### WHAT TO DO
Transcribe the listing from its top line through the line with "behind one completion". Keep it exact, both ends included, and add nothing.

### TASK DATA
○ ○ ○ ○ ○
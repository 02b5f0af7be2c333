//! Scout: resilient multi-provider research engine.
//!
//! Given a product name, Scout gathers developer-facing material from many
//! third-party sources, scores it for trust and quality, and returns one
//! deduplicated, ranked list.
//!
//! # Architecture
//!
//! - **Fallback executor**: ordered provider chains with timeouts, retries
//!   and a last-resort TTL cache (`scout_search::fallback`)
//! - **Sources**: one chain per source type (`scout_search::sources`)
//! - **LLM chain**: OpenAI, Anthropic, Gemini, Groq, Mistral and OpenRouter
//!   behind one completion call ([`llm`])
//! - **Scoring and merge**: domain trust, content validation and near-duplicate
//!   collapse (`scout_search::scoring`, `scout_search::merge`)
//! - **Tiers**: complexity estimation and plan ceilings ([`tier`])
//! - **Research**: batched fan-out and aggregation ([`research`])

pub mod config;
pub mod error;
pub mod llm;
pub mod research;
pub mod runtime;
pub mod tier;

pub use config::{AggregatorConfig, CacheConfig, LlmConfig, QuotaConfig, RetryConfig, ScoutConfig};
pub use error::{Result, ScoutError};
pub use llm::{Completion, CompletionOptions, LlmClient, LlmProvider, Message, generate_completion};
pub use research::{
    FailedSource, ResearchReport, ResearchRequest, ResearchToggles, perform_comprehensive_research,
};
pub use runtime::ScoutRuntime;
pub use tier::{ComplexityClass, Plan, PopularitySignal, ResolvedLimits, SourceLimits, resolve_limits};

pub use scout_search;
//! The fallback chain executor.
//!
//! # Retry policy
//!
//! - Operations are tried strictly one at a time, in the order given.
//! - Each operation gets up to `max_retries + 1` attempts. Every attempt
//!   races against its own fresh timeout window.
//! - Between attempts the executor sleeps `backoff_base * 2^attempt`
//!   (or a fixed `backoff_base` when exponential backoff is off).
//! - On success the value is cached under `(cache_key, index)` and
//!   returned; later operations are never invoked.
//! - When every operation is exhausted, any unexpired cached value for the
//!   same key is returned with `from_cache = true`.

use std::future::Future;
use std::sync::Arc;
use std::time::Duration;

use futures::future::BoxFuture;
use serde::de::DeserializeOwned;
use serde::Serialize;
use tokio_util::sync::CancellationToken;

use super::cache::TtlCache;
use crate::error::SearchError;
use crate::types::ChainResult;

/// Upper bound on the backoff exponent so delays cannot overflow.
const MAX_BACKOFF_EXPONENT: u32 = 10;

type OperationFn<T> = dyn Fn() -> BoxFuture<'static, Result<T, SearchError>> + Send + Sync;

/// One zero-argument asynchronous unit of work in a chain.
///
/// The closure is invoked once per attempt, so each attempt issues a
/// fresh request.
pub struct Operation<T> {
    label: String,
    run: Box<OperationFn<T>>,
}

impl<T> Operation<T> {
    /// Wrap a closure producing a future as a labelled operation.
    pub fn new<F, Fut>(label: impl Into<String>, run: F) -> Self
    where
        F: Fn() -> Fut + Send + Sync + 'static,
        Fut: Future<Output = Result<T, SearchError>> + Send + 'static,
    {
        Self {
            label: label.into(),
            run: Box::new(move || Box::pin(run())),
        }
    }

    /// Label reported as `provider_label` when this operation wins.
    pub fn label(&self) -> &str {
        &self.label
    }
}

impl<T> std::fmt::Debug for Operation<T> {
    fn fmt(&self, f: &mut std::fmt::Formatter<'_>) -> std::fmt::Result {
        f.debug_struct("Operation")
            .field("label", &self.label)
            .finish()
    }
}

/// Options controlling a single chain execution.
#[derive(Debug, Clone)]
pub struct ExecuteOptions {
    /// Retries per operation after the first attempt.
    pub max_retries: u32,
    /// Timeout applied to each individual attempt.
    pub timeout: Duration,
    /// Double the delay after each failed attempt.
    pub exponential_backoff: bool,
    /// Base delay between attempts.
    pub backoff_base: Duration,
    /// Whether to write successes to, and fall back on, the cache.
    pub use_cache: bool,
    /// Key under which results are cached. Caching is disabled without one.
    pub cache_key: Option<String>,
    /// Cancels the whole chain, aborting the in-flight attempt.
    pub cancel: CancellationToken,
}

impl Default for ExecuteOptions {
    fn default() -> Self {
        Self {
            max_retries: 2,
            timeout: Duration::from_secs(30),
            exponential_backoff: true,
            backoff_base: Duration::from_millis(500),
            use_cache: false,
            cache_key: None,
            cancel: CancellationToken::new(),
        }
    }
}

impl ExecuteOptions {
    /// Enable caching under `key`.
    pub fn with_cache_key(mut self, key: impl Into<String>) -> Self {
        self.use_cache = true;
        self.cache_key = Some(key.into());
        self
    }

    /// Set the retry count.
    pub fn with_max_retries(mut self, max_retries: u32) -> Self {
        self.max_retries = max_retries;
        self
    }

    /// Set the per-attempt timeout.
    pub fn with_timeout(mut self, timeout: Duration) -> Self {
        self.timeout = timeout;
        self
    }

    /// Set the backoff base delay and mode.
    pub fn with_backoff(mut self, base: Duration, exponential: bool) -> Self {
        self.backoff_base = base;
        self.exponential_backoff = exponential;
        self
    }

    /// Attach a cancellation token.
    pub fn with_cancel(mut self, cancel: CancellationToken) -> Self {
        self.cancel = cancel;
        self
    }

    /// Delay to wait after the failed attempt with 0-based index `attempt`.
    pub fn backoff_delay(&self, attempt: u32) -> Duration {
        if self.exponential_backoff {
            self.backoff_base
                .saturating_mul(1u32 << attempt.min(MAX_BACKOFF_EXPONENT))
        } else {
            self.backoff_base
        }
    }
}

/// Executes ordered operation chains.
///
/// Holds an optional shared [`TtlCache`]; construct one executor per
/// component and share the cache between them.
#[derive(Debug, Clone, Default)]
pub struct FallbackExecutor {
    cache: Option<Arc<TtlCache>>,
}

impl FallbackExecutor {
    /// An executor without a cache.
    pub fn new() -> Self {
        Self::default()
    }

    /// An executor backed by a shared cache store.
    pub fn with_cache(cache: Arc<TtlCache>) -> Self {
        Self { cache: Some(cache) }
    }

    /// Run `operations` in priority order until one succeeds.
    ///
    /// # Errors
    ///
    /// - [`SearchError::ProviderUnavailable`] if `operations` is empty.
    /// - [`SearchError::Cancelled`] if `opts.cancel` fires.
    /// - [`SearchError::AllProvidersExhausted`] if every attempt failed and
    ///   no unexpired cached value exists. The payload lists each failure.
    pub async fn execute<T>(
        &self,
        operations: &[Operation<T>],
        opts: &ExecuteOptions,
    ) -> Result<ChainResult<T>, SearchError>
    where
        T: Serialize + DeserializeOwned + Send + 'static,
    {
        if operations.is_empty() {
            return Err(SearchError::ProviderUnavailable(
                "no operations configured".into(),
            ));
        }

        let cache_key = self.cache_key(opts);
        let mut failures: Vec<String> = Vec::new();

        for (index, operation) in operations.iter().enumerate() {
            for attempt in 0..=opts.max_retries {
                match run_attempt(operation, opts).await {
                    Ok(data) => {
                        if let (Some(cache), Some(key)) = (&self.cache, cache_key) {
                            cache.set(key, index, operation.label(), &data).await;
                        }
                        if !failures.is_empty() {
                            tracing::info!(
                                provider = operation.label(),
                                failures = failures.len(),
                                "fallback chain recovered"
                            );
                        }
                        return Ok(ChainResult {
                            data,
                            provider_label: operation.label().to_string(),
                            from_cache: false,
                        });
                    }
                    Err(SearchError::Cancelled) => return Err(SearchError::Cancelled),
                    Err(err) => {
                        tracing::warn!(
                            provider = operation.label(),
                            attempt = attempt + 1,
                            max_attempts = opts.max_retries + 1,
                            retryable = err.is_retryable(),
                            error = %err,
                            "operation attempt failed"
                        );
                        failures.push(format!("{} attempt {}: {err}", operation.label(), attempt + 1));

                        if attempt < opts.max_retries {
                            let delay = opts.backoff_delay(attempt);
                            tokio::select! {
                                biased;
                                () = opts.cancel.cancelled() => return Err(SearchError::Cancelled),
                                () = tokio::time::sleep(delay) => {}
                            }
                        }
                    }
                }
            }
        }

        if let (Some(cache), Some(key)) = (&self.cache, cache_key) {
            for index in 0..operations.len() {
                if let Some((data, provider_label)) = cache.get_typed::<T>(key, index).await {
                    tracing::warn!(
                        key,
                        provider = provider_label.as_str(),
                        "all operations failed, serving cached result"
                    );
                    return Ok(ChainResult {
                        data,
                        provider_label,
                        from_cache: true,
                    });
                }
            }
        }

        Err(SearchError::AllProvidersExhausted(failures))
    }

    fn cache_key<'a>(&self, opts: &'a ExecuteOptions) -> Option<&'a str> {
        if !opts.use_cache || self.cache.is_none() {
            return None;
        }
        match opts.cache_key.as_deref() {
            Some(key) => Some(key),
            None => {
                tracing::warn!("caching requested without a cache key; caching disabled for this call");
                None
            }
        }
    }
}

/// Race one attempt against its timeout and the caller's cancellation.
///
/// Losing the race drops the attempt future, which aborts any in-flight
/// HTTP request it owns.
async fn run_attempt<T>(operation: &Operation<T>, opts: &ExecuteOptions) -> Result<T, SearchError> {
    let attempt = (operation.run)();
    tokio::select! {
        biased;
        () = opts.cancel.cancelled() => Err(SearchError::Cancelled),
        outcome = tokio::time::timeout(opts.timeout, attempt) => match outcome {
            Ok(result) => result,
            Err(_) => Err(SearchError::Timeout(format!(
                "{} exceeded {}ms",
                operation.label(),
                opts.timeout.as_millis()
            ))),
        },
    }
}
○ ○ ○ ○ ○
### TASK RESPONSE
repository 02b5f0af7be2c333
//! Scout: resilient multi-provider research engine.
//!
//! Given a product name, Scout gathers developer-facing material from many
//! third-party sources, scores it for trust and quality, and returns one
//! deduplicated, ranked list.
//!
//! # Architecture
//!
//! - **Fallback executor**: ordered provider chains with timeouts, retries
//!   and a last-resort TTL cache (`scout_search::fallback`)
//! - **Sources**: one chain per source type (`scout_search::sources`)
//! - **LLM chain**: OpenAI, Anthropic, Gemini, Groq, Mistral and OpenRouter
//!   behind one completion call ([`llm`])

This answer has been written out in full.